Requirement:
The entire listing is to be repeated verbatim.

◇ ◇ ◇ ◇ ◇ ◇ ◇

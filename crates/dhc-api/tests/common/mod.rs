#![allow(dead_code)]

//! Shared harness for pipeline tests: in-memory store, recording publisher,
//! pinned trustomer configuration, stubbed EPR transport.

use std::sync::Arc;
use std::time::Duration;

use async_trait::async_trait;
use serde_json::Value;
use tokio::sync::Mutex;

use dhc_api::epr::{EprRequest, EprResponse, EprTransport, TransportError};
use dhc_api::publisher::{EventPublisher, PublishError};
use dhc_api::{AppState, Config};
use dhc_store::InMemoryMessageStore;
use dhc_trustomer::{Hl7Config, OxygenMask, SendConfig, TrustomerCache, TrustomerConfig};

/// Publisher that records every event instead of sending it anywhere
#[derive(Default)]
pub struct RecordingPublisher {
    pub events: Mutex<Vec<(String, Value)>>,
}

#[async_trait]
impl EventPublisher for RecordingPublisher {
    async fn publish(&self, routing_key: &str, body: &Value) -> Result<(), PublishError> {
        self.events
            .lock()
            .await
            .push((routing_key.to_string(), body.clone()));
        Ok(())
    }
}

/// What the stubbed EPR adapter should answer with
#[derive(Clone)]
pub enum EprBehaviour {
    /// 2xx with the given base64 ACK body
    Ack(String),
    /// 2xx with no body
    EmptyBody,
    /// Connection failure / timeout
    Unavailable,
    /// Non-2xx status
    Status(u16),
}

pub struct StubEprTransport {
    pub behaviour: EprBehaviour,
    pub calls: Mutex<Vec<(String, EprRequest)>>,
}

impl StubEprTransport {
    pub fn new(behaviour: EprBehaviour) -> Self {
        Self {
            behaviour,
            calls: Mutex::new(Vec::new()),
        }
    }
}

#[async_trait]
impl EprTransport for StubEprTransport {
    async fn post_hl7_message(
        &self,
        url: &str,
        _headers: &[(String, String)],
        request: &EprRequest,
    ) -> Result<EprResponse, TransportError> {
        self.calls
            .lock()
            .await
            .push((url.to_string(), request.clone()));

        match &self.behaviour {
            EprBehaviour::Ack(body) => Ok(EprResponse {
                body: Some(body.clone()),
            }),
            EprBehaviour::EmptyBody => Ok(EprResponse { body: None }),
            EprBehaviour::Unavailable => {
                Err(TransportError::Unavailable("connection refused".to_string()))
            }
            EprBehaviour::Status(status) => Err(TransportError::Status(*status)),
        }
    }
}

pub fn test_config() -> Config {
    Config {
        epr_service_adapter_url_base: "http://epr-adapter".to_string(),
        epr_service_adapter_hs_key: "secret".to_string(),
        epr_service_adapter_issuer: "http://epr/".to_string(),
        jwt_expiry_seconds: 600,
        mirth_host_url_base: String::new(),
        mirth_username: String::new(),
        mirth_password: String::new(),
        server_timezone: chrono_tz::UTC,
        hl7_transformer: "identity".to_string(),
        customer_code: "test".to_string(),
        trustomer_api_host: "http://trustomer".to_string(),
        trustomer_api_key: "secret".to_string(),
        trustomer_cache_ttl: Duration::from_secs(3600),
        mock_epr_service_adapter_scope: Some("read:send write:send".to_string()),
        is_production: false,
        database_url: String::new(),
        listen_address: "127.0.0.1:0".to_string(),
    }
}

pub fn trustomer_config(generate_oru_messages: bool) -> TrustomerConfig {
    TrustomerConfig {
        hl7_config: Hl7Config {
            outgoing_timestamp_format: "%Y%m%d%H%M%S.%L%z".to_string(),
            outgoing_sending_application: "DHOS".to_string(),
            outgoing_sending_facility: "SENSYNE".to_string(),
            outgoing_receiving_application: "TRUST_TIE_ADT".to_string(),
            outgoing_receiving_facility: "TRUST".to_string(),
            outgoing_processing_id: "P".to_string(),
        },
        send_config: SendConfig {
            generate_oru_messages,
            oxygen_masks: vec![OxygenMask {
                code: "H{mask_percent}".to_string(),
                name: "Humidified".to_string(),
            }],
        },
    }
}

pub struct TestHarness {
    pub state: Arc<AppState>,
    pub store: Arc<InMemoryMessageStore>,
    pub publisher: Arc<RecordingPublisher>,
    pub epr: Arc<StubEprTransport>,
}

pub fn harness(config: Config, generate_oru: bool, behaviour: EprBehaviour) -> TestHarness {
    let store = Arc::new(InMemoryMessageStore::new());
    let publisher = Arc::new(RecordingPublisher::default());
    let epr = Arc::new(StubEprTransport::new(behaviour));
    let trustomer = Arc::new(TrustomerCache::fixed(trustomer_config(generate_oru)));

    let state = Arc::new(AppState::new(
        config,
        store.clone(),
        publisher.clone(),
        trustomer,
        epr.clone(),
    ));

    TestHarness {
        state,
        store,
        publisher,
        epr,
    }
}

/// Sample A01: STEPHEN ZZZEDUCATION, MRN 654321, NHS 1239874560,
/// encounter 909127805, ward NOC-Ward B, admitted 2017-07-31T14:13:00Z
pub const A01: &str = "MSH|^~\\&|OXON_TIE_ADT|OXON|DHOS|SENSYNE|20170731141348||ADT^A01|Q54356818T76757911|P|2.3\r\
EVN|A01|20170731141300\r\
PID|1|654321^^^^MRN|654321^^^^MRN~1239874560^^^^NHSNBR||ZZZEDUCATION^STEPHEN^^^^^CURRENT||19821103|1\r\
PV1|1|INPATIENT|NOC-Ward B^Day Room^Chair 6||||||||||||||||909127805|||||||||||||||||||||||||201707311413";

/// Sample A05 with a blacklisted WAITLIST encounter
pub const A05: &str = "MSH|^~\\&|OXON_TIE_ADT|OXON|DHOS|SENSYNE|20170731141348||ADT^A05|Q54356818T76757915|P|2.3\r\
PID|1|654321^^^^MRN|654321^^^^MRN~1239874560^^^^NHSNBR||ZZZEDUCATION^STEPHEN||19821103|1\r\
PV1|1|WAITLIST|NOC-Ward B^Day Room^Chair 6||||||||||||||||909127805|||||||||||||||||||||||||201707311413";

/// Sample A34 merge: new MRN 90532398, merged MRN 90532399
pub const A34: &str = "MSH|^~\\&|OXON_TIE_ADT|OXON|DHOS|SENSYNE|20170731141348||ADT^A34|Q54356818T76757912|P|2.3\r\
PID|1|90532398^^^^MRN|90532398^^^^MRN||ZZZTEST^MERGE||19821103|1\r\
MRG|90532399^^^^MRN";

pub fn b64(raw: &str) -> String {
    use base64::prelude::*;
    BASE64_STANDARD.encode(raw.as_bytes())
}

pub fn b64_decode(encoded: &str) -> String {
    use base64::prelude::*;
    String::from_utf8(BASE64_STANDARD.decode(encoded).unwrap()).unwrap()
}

◇ ◇ ◇ ◇ ◇ ◇ ◇

Answer area:
filename crates/dhc-api/tests/common/mod.rs
#![allow(dead_code)]

//! Shared harness for pipeline tests: in-memory store, recording publisher,
//! pinned trustomer configuration, stubbed EPR transport.

use std::sync::Arc;
use std::time::Duration;

use async_trait::async_trait;
use serde_json::Value;
use tokio::sync::Mutex;

use dhc_api::epr::{EprRequest, EprResponse, EprTransport, TransportError};
use dhc_api::publisher::{EventPublisher, PublishError};
use dhc_api::{AppState, Config};
use dhc_store::InMemoryMessageStore;
use dhc_trustomer::{Hl7Config, OxygenMask, SendConfig, TrustomerCache, TrustomerConfig};

/// Publisher that records every event instead of sending it anywhere
#[derive(Default)]
pub struct RecordingPublisher {
    pub events: Mutex<Vec<(String, Value)>>,
}

#[async_trait]
impl EventPublisher for RecordingPublisher {
    async fn publish(&self, routing_key: &str, body: &Value) -> Result<(), PublishError> {
        self.events
            .lock()
            .await
            .push((routing_key.to_string(), body.clone()));
        Ok(())
    }
}

/// What the stubbed EPR adapter should answer with
#[derive(Clone)]
pub enum EprBehaviour {
    /// 2xx with the given base64 ACK body
    Ack(String),
    /// 2xx with no body
    EmptyBody,
    /// Connection failure / timeout
    Unavailable,
    /// Non-2xx status
    Status(u16),
}

pub struct StubEprTransport {
    pub behaviour: EprBehaviour,
    pub calls: Mutex<Vec<(String, EprRequest)>>,
}

impl StubEprTransport {
    pub fn new(behaviour: EprBehaviour) -> Self {
        Self {
            behaviour,
            calls: Mutex::new(Vec::new()),
        }
    }
}

#[async_trait]
impl EprTransport for StubEprTransport {
    async fn post_hl7_message(
        &self,
        url: &str,
        _headers: &[(String, String)],
        request: &EprRequest,
    ) -> Result<EprResponse, TransportError> {
        self.calls
            .lock()
            .await
            .push((url.to_string(), request.clone()));

        match &self.behaviour {
            EprBehaviour::Ack(body) => Ok(EprResponse {
                body: Some(body.clone()),
            }),
            EprBehaviour::EmptyBody => Ok(EprResponse { body: None }),
            EprBehaviour::Unavailable => {
                Err(TransportError::Unavailable("connection refused".to_string()))
            }
            EprBehaviour::Status(status) => Err(TransportError::Status(*status)),
        }
    }
}

pub fn test_config() -> Config {
    Config {
        epr_service_adapter_url_base: "http://epr-adapter".to_string(),
        epr_service_adapter_hs_key: "secret".to_string(),
        epr_service_adapter_issuer: "http://epr/".to_string(),
        jwt_expiry_seconds: 600,
        mirth_host_url_base: String::new(),
        mirth_username: String::new(),
        mirth_password: String::new(),
        server_timezone: chrono_tz::UTC,
        hl7_transformer: "identity".to_string(),
        customer_code: "test".to_string(),
        trustomer_api_host: "http://trustomer".to_string(),
        trustomer_api_key: "secret".to_string(),
        trustomer_cache_ttl: Duration::from_secs(3600),
        mock_epr_service_adapter_scope: Some("read:send write:send".to_string()),
        is_production: false,
        database_url: String::new(),
        listen_address: "127.0.0.1:0".to_string(),
    }
}

pub fn trustomer_config(generate_oru_messages: bool) -> TrustomerConfig {
    TrustomerConfig {
        hl7_config: Hl7Config {
            outgoing_timestamp_format: "%Y%m%d%H%M%S.%L%z".to_string(),
            outgoing_sending_application: "DHOS".to_string(),
            outgoing_sending_facility: "SENSYNE".to_string(),
            outgoing_receiving_application: "TRUST_TIE_ADT".to_string(),
            outgoing_receiving_facility: "TRUST".to_string(),
            outgoing_processing_id: "P".to_string(),
        },
        send_config: SendConfig {
            generate_oru_messages,
            oxygen_masks: vec![OxygenMask {
                code: "H{mask_percent}".to_string(),
                name: "Humidified".to_string(),
            }],
        },
    }
}

pub struct TestHarness {
    pub state: Arc<AppState>,
    pub store: Arc<InMemoryMessageStore>,
    pub publisher: Arc<RecordingPublisher>,
    pub epr: Arc<StubEprTransport>,
}

pub fn harness(config: Config, generate_oru: bool, behaviour: EprBehaviour) -> TestHarness {
    let store = Arc::new(InMemoryMessageStore::new());
    let publisher = Arc::new(RecordingPublisher::default());
    let epr = Arc::new(StubEprTransport::new(behaviour));
    let trustomer = Arc::new(TrustomerCache::fixed(trustomer_config(generate_oru)));

    let state = Arc::new(AppState::new(
        config,
        store.clone(),
        publisher.clone(),
        trustomer,
        epr.clone(),
    ));

    TestHarness {
        state,
        store,
        publisher,
        epr,
    }
}

/// Sample A01: STEPHEN ZZZEDUCATION, MRN 654321, NHS 1239874560,
/// encounter 909127805, ward NOC-Ward B, admitted 2017-07-31T14:13:00Z
pub const A01: &str = "MSH|^~\\&|OXON_TIE_ADT|OXON|DHOS|SENSYNE|20170731141348||ADT^A01|Q54356818T76757911|P|2.3\r\
EVN|A01|20170731141300\r\
PID|1|654321^^^^MRN|654321^^^^MRN~1239874560^^^^NHSNBR||ZZZEDUCATION^STEPHEN^^^^^CURRENT||19821103|1\r\
PV1|1|INPATIENT|NOC-Ward B^Day Room^Chair 6||||||||||||||||909127805|||||||||||||||||||||||||201707311413";

/// Sample A05 with a blacklisted WAITLIST encounter
pub const A05: &str = "MSH|^~\\&|OXON_TIE_ADT|OXON|DHOS|SENSYNE|20170731141348||ADT^A05|Q54356818T76757915|P|2.3\r\
PID|1|654321^^^^MRN|654321^^^^MRN~1239874560^^^^NHSNBR||ZZZEDUCATION^STEPHEN||19821103|1\r\
PV1|1|WAITLIST|NOC-Ward B^Day Room^Chair 6||||||||||||||||909127805|||||||||||||||||||||||||201707311413";

/// Sample A34 merge: new MRN 90532398, merged MRN 90532399
pub const A34: &str = "MSH|^~\\&|OXON_TIE_ADT|OXON|DHOS|SENSYNE|20170731141348||ADT^A34|Q54356818T76757912|P|2.3\r\
PID|1|90532398^^^^MRN|90532398^^^^MRN||ZZZTEST^MERGE||19821103|1\r\
MRG|90532399^^^^MRN";

pub fn b64(raw: &str) -> String {
    use base64::prelude::*;
    BASE64_STANDARD.encode(raw.as_bytes())
}

pub fn b64_decode(encoded: &str) -> String {
    use base64::prelude::*;
    String::from_utf8(BASE64_STANDARD.decode(encoded).unwrap()).unwrap()
}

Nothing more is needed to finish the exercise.